Raphaëla Catry (51 ans). « J'ai eu un problème vasculaire qui a attaqué mes yeux. Avant de venir à l'ARRADV, orientée par le CCAS, j'étais perdue, et me disais qu'il n'y avait aucun avenir. Les professionnels m'ont prise en charge, redonné confiance. En un an, j'ai réappris tous les gestes quotidiens. Je fais la cuisine, me déplace avec une canne, et couds même ! J'ai attendu un an pour obtenir un téléagrandisseur, mais depuis cinq mois que je l'ai, je peux de nouveau lire ce qui me plaît. »

Latifa El Aouini (36 ans). « En 2005, lors de ma première venue à l'ARRADV, j'ai pris la fuite quand on m'a parlé de canne blanche ! Mais ma cataracte a empiré, je passais mes journées à pleurer et ne pouvais plus m'occuper de mes quatre enfants. Poussée par mon mari, je suis revenue en 2007... Avec l'aide de l'ergothérapeute, j'ai appris à compter les pièces, plutôt qu'à tendre mon porte-monnaie. Pour m'habiller, j'utilise le regard de mes enfants ou de mon mari. Dehors, désormais, j'ose demander des renseignements. J'ai compris que l'aide humaine est un outil comme un autre. Mais je m'inquiète un peu : je pars bientôt en Tunisie, et ne sais pas reconnaître la monnaie locale... »

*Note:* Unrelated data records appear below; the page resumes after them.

//! The full comparison: draw a sample, estimate intervals four ways

use crate::bootstrap::{self, SamplingDistribution};
use crate::config::Config;
use crate::error::Result;
use crate::group_stats::{self, GroupSummary, Quantiles};
use crate::observation::Observations;
use crate::stats::rand_util;
use crate::summary::{self, CiEstimate};

/// Everything computed from one population
#[derive(Clone, Debug)]
pub struct Analysis {
    pub config: Config,
    /// Seed the run used, whether configured or taken from the clock
    pub seed: u64,
    pub population_size: usize,
    /// The observations drawn from the population
    pub sample: Observations,
    /// t intervals from the sample
    pub theoretical_sample: Vec<GroupSummary>,
    /// z intervals from the whole population
    pub theoretical_population: Vec<GroupSummary>,
    pub sampling_distribution: SamplingDistribution,
    pub bootstrap_normal: Vec<CiEstimate>,
    pub bootstrap_percentile: Vec<CiEstimate>,
}

/// Runs the analysis of `population`
///
/// Steps, in order, all driven by a single generator:
///
/// 1. draw `config.sample_size` observations without replacement
/// 2. t-based intervals of the sample's group means
/// 3. z-based intervals of the population's group means
/// 4. bootstrap the sample's group means `config.nresamples` times
/// 5. normal-approximation and percentile intervals from the bootstrap
pub fn analyze(population: &Observations, config: &Config) -> Result<Analysis> {
    config.validate()?;

    let (seed, mut rng) = match config.seed {
        Some(seed) => (seed, rand_util::seeded(seed)),
        None => rand_util::from_clock(),
    };
    info!("Analyzing {} observations with seed {}", population.len(), seed);

    let cl = config.confidence_level;
    let sample = elapsed!(
        "Drawing the sample",
        population.draw(config.sample_size, &mut rng)
    )?;
    let theoretical_sample = group_stats::summarize(&sample, cl, Quantiles::StudentT)?;
    let theoretical_population = group_stats::summarize(population, cl, Quantiles::Normal)?;
    let sampling_distribution = elapsed!(
        "Bootstrapping the group means",
        bootstrap::bootstrap(
            &sample,
            config.nresamples,
            config.empty_group_policy,
            &mut rng
        )
    )?;
    let (bootstrap_normal, bootstrap_percentile) = elapsed!(
        "Summarizing the sampling distribution",
        summary::summarize_all(&sampling_distribution, cl)
    )?;

    Ok(Analysis {
        config: config.clone(),
        seed,
        population_size: population.len(),
        sample,
        theoretical_sample,
        theoretical_population,
        sampling_distribution,
        bootstrap_normal,
        bootstrap_percentile,
    })
}
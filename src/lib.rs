//! Confidence intervals for the mean of two groups.
//!
//! Given a dataset of observations split into two groups (for example, adults who are or are
//! not physically active, with their weight as the value), `mean-ci` estimates an interval for
//! each group's mean in four ways:
//!
//! - from a fixed-size sample, with Student's t critical values
//! - from the whole dataset treated as the population, with standard normal critical values
//! - by bootstrapping the sample, then reading the interval off the sampling distribution with
//!   a normal approximation
//! - by bootstrapping the sample, then taking percentiles of the sampling distribution
//!
//! ## Features:
//! * Reproducible: all randomness comes from an explicit, seedable generator
//! * Parallel bootstrap (with the default `rayon` feature) giving the same results as the
//!   sequential one
//! * JSON reports and a terminal summary
//!
//! ```rust
//! use mean_ci::{analyze, Config, Observation, Observations};
//!
//! let population = Observations::new(
//!     (0..1000)
//!         .map(|i| {
//!             let group = if i % 2 == 0 { "Yes" } else { "No" };
//!             Observation::new(group, 70.0 + (i % 13) as f64)
//!         })
//!         .collect(),
//! )
//! .unwrap();
//!
//! let analysis = analyze(&population, &Config::default().seed(42)).unwrap();
//!
//! for estimate in &analysis.bootstrap_percentile {
//!     println!("{}: {}", estimate.group, estimate.confidence_interval);
//! }
//! ```

#![warn(bare_trait_objects)]
#![cfg_attr(
    feature = "cargo-clippy",
    allow(
        clippy::just_underscores_and_digits, // Used in the stats code
        clippy::transmute_ptr_to_ptr, // Used in the stats code
    )
)]

#[cfg(test)]
extern crate approx;

#[cfg(test)]
extern crate quickcheck;

#[macro_use]
extern crate lazy_static;

#[macro_use]
extern crate serde_derive;

// Needs to be declared before other modules
// in order to be usable there.
#[macro_use]
mod macros_private;

pub mod analysis;
pub mod bootstrap;
pub mod config;
pub mod dataset;
pub mod error;
pub mod estimate;
pub mod group_stats;
pub mod observation;
pub mod report;
pub mod stats;
pub mod summary;

mod format;
mod fs;

pub use crate::analysis::{analyze, Analysis};
pub use crate::bootstrap::{bootstrap, EmptyGroupPolicy, SamplingDistribution};
pub use crate::config::Config;
pub use crate::dataset::LoadOptions;
pub use crate::error::{Error, Result};
pub use crate::estimate::ConfidenceInterval;
pub use crate::group_stats::{GroupSummary, Quantiles};
pub use crate::observation::{Observation, Observations};
pub use crate::summary::{CiEstimate, CiMethod};

lazy_static! {
    static ref DEBUG_ENABLED: bool = std::env::var_os("MEAN_CI_DEBUG").is_some();
}

fn debug_enabled() -> bool {
    *DEBUG_ENABLED
}
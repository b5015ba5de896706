//! Float trait

use cast::From;
use num_traits::float;

/// The floating point types the numeric core is generic over.
///
/// Adds lossless casting from counts (`usize`) and `f32` literals to
/// `num_traits::float::Float`, and requires `Sync + Send` so the bootstrap can fan out.
pub trait Float:
    float::Float
    + From<usize, Output = Self>
    + From<f32, Output = Self>
    + Sync
    + Send
    + std::fmt::Debug
{
}

impl Float for f32 {}
impl Float for f64 {}
#[cfg(test)]
use serde::de::DeserializeOwned;
use serde::Serialize;
use std::fs::{self, File};
#[cfg(test)]
use std::io::Read;
use std::path::Path;

use crate::error::{Error, Result};

#[cfg(test)]
pub fn load<A, P: ?Sized>(path: &P) -> Result<A>
where
    A: DeserializeOwned,
    P: AsRef<Path>,
{
    let path = path.as_ref();
    let mut f = File::open(path).map_err(|inner| Error::AccessError {
        inner,
        path: path.to_owned(),
    })?;
    let mut string = String::new();
    f.read_to_string(&mut string)
        .map_err(|inner| Error::AccessError {
            inner,
            path: path.to_owned(),
        })?;
    let result: A = serde_json::from_str(string.as_str()).map_err(|inner| Error::SerdeError {
        inner,
        path: path.to_owned(),
    })?;

    Ok(result)
}

pub fn mkdirp<P>(path: &P) -> Result<()>
where
    P: AsRef<Path>,
{
    fs::create_dir_all(path.as_ref()).map_err(|inner| Error::AccessError {
        inner,
        path: path.as_ref().to_owned(),
    })?;
    Ok(())
}

pub fn save<D, P>(data: &D, path: &P) -> Result<()>
where
    D: Serialize,
    P: AsRef<Path>,
{
    let buf = serde_json::to_string_pretty(&data).map_err(|inner| Error::SerdeError {
        path: path.as_ref().to_owned(),
        inner,
    })?;
    save_string(&buf, path)
}

pub fn save_string<P>(data: &str, path: &P) -> Result<()>
where
    P: AsRef<Path>,
{
    use std::io::Write;

    File::create(path)
        .and_then(|mut f| f.write_all(data.as_bytes()))
        .map_err(|inner| Error::AccessError {
            inner,
            path: path.as_ref().to_owned(),
        })?;

    Ok(())
}
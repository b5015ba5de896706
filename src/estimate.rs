use std::fmt;

use crate::format;

/// Estimate interval of a population parameter
#[derive(Clone, Copy, Debug, PartialEq, Serialize, Deserialize)]
pub struct ConfidenceInterval {
    /// The confidence level used to find the confidence interval
    pub confidence_level: f64,
    /// The lower bound of the confidence interval
    pub lower_bound: f64,
    /// The upper bound of the confidence interval
    pub upper_bound: f64,
}

impl ConfidenceInterval {
    /// Distance between the bounds
    pub fn width(&self) -> f64 {
        self.upper_bound - self.lower_bound
    }

    /// Whether `x` lies within the closed interval
    pub fn contains(&self, x: f64) -> bool {
        self.lower_bound <= x && x <= self.upper_bound
    }
}

impl fmt::Display for ConfidenceInterval {
    fn fmt(&self, f: &mut fmt::Formatter<'_>) -> fmt::Result {
        write!(
            f,
            "[{} {}] {} CI",
            format::value(self.lower_bound),
            format::value(self.upper_bound),
            format::level(self.confidence_level)
        )
    }
}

Yves Luciani (58 ans). « Je souffre d'une sclérose en plaques qui a touché mes nerfs optiques. J'ai arrêté mon travail car je commençais à faire des bêtises. J'étais sportif, et aimais conduire, je ne peux plus. Ici, grâce au groupe de parole, j'ai trouvé des gens qui comprennent mes problèmes. C'est une vie qui recommence. Il m'a fallu tout changer dans bien des domaines, mais le changement est possible. »

Luc Nahm (46 ans). « J'ai commencé à perdre la vue en 1995 du fait d'une maladie nosocomiale, ce que j'ai caché un certain temps. Puis, quand il m'a été impossible de conduire, on m'a mis en arrêt maladie. J'ai fait une dépression. Sur les conseils de mon opticien, je suis venu à l'ARRADV avec une demande précise : un financement pour du matériel. Mais là les professionnels m'ont fait évoluer. Je me déplace aujourd'hui en autonomie complète avec ma canne, et j'ai même repris des études. J'ai créé l'Association des déficients visuels marseillais (3), qui regroupe d'anciens bénéficiaires de l'ARRADV ayant envie de faire évoluer la société. Trop d'actions restent de l'ordre de l'assistanat, alors que nous demandons des moyens pour faire les choses pour nous-mêmes et par nous-mêmes. »

Notes

(1) Samsah ARRADV : 132, boulevard de la Libération - 13004 Marseille - Tél. 04 91 42 53 11 - www.arradv.fr.

(2) En 2006, la file active était de 111 personnes, et de 125 en 2007. En 2008, les 138 bénéficiaires de l'ARRADV étaient âgés de 19 à 92 ans.